Your objective: Copy every line from the data below in which the string "order" can be found.

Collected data
++++

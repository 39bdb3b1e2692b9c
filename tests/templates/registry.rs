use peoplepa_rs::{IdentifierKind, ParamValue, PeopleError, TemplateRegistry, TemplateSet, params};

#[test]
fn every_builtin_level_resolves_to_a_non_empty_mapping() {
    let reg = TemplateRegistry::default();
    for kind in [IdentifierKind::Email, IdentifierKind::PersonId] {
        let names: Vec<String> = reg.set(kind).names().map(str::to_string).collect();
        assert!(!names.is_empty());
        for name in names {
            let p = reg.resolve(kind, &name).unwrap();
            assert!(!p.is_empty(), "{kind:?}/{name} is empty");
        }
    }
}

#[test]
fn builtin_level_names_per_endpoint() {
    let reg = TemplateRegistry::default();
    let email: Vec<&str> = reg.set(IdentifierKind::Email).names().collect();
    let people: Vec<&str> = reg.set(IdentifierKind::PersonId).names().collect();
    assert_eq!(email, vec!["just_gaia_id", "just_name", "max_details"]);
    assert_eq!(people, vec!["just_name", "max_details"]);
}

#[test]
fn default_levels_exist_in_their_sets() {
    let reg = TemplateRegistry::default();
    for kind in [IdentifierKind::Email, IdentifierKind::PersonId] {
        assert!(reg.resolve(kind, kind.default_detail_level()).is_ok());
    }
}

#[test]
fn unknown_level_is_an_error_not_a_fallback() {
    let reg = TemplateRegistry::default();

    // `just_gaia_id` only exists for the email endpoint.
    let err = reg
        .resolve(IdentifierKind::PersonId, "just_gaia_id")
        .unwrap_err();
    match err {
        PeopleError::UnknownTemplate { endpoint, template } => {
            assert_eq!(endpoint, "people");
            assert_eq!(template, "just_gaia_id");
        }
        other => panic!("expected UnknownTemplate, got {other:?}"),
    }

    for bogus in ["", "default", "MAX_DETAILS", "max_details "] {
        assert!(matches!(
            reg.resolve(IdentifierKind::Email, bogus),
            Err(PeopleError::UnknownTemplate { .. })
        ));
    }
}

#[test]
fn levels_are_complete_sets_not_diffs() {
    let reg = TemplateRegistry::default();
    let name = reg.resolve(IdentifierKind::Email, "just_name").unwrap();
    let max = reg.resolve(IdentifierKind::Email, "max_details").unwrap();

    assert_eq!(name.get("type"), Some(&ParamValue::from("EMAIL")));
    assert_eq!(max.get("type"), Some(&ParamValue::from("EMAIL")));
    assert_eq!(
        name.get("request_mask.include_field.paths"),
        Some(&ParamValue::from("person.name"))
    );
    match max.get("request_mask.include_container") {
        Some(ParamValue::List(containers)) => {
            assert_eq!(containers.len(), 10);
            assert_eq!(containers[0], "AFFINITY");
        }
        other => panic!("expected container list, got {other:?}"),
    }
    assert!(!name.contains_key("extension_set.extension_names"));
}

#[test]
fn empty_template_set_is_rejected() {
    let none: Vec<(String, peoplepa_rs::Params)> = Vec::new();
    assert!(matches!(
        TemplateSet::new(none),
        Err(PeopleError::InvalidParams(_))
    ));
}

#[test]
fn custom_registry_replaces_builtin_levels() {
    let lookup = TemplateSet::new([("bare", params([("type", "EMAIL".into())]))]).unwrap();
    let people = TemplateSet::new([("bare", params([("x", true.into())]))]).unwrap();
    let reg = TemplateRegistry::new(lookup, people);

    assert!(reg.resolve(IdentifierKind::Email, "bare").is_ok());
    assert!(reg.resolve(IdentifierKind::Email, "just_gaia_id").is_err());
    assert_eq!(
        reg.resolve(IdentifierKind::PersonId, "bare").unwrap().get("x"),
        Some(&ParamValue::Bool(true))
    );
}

++++

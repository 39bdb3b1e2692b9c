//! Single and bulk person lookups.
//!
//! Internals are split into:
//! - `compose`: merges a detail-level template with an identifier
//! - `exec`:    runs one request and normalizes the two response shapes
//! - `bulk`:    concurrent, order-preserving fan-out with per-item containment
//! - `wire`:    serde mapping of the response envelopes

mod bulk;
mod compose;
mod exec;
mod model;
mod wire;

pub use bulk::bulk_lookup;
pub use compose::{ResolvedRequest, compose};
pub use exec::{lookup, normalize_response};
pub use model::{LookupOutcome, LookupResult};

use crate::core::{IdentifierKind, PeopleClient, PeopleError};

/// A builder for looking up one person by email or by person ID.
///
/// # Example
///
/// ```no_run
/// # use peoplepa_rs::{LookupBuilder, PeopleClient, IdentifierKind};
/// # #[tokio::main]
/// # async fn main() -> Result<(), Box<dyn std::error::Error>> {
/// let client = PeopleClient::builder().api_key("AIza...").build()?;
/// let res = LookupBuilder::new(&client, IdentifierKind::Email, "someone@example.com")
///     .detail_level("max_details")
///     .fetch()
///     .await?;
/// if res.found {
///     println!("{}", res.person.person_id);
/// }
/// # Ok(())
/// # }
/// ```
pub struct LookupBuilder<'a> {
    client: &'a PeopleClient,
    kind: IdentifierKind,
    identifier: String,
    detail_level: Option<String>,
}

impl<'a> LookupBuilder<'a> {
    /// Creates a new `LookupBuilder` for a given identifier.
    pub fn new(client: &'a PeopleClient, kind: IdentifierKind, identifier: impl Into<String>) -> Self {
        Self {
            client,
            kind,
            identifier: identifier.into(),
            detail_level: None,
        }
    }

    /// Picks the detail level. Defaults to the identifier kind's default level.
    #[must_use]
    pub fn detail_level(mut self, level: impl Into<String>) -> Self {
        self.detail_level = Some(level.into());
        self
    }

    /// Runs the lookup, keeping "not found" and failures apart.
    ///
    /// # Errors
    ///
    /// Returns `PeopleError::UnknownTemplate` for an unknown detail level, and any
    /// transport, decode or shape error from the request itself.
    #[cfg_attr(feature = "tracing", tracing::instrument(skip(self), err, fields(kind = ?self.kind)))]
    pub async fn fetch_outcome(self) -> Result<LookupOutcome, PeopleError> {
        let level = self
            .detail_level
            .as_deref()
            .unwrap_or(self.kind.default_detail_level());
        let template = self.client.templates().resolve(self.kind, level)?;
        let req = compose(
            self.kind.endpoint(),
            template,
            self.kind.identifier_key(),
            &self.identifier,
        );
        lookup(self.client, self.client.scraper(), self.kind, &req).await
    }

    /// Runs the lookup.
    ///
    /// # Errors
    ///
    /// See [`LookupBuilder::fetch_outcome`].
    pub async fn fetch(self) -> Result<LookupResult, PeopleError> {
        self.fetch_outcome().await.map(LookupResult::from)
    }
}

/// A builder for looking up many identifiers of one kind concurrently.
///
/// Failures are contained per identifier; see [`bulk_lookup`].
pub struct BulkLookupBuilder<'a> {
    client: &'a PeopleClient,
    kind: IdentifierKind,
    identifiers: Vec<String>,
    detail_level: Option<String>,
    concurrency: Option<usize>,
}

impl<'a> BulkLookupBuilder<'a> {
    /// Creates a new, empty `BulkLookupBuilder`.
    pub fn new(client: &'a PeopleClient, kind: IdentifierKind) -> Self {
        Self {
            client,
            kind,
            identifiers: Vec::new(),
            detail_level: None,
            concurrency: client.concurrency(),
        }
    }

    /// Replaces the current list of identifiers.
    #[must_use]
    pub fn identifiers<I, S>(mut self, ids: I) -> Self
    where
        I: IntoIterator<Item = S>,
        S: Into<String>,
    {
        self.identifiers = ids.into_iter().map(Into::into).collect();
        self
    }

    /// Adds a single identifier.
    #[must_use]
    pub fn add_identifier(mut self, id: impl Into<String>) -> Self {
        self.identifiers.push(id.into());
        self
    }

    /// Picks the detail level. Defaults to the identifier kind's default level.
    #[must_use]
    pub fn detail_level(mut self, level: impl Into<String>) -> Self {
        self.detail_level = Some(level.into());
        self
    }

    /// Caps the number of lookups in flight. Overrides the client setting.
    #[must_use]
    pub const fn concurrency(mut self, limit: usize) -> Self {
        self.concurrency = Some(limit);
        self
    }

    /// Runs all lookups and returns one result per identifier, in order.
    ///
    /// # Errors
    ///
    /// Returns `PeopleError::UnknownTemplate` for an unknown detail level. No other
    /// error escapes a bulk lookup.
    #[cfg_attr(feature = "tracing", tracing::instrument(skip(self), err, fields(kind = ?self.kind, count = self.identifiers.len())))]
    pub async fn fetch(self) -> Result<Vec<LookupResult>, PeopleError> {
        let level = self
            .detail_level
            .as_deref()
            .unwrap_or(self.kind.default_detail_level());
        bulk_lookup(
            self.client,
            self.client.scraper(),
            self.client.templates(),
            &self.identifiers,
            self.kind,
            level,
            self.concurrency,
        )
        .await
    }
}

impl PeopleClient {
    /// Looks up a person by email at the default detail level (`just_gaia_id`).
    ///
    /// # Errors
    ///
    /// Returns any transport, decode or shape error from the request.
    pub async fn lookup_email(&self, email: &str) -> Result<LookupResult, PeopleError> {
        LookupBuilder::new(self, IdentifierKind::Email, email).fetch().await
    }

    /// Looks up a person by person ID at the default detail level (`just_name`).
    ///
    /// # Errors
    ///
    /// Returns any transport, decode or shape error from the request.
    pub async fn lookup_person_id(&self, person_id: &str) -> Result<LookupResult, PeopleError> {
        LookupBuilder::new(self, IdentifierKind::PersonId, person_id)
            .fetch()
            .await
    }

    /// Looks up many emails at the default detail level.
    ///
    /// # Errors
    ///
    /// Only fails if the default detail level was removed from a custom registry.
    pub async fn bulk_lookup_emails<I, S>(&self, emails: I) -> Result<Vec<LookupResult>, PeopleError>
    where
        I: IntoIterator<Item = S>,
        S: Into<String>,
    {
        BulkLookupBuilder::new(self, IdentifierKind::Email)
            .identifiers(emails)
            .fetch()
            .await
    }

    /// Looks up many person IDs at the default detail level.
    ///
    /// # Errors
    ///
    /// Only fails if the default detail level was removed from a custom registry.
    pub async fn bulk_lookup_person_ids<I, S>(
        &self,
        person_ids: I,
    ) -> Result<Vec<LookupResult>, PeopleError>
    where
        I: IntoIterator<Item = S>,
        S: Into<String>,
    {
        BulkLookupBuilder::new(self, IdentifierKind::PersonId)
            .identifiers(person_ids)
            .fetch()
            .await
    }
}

++++

Output of the exercise:
//! - `bulk`:    concurrent, order-preserving fan-out with per-item containment
    /// Runs all lookups and returns one result per identifier, in order.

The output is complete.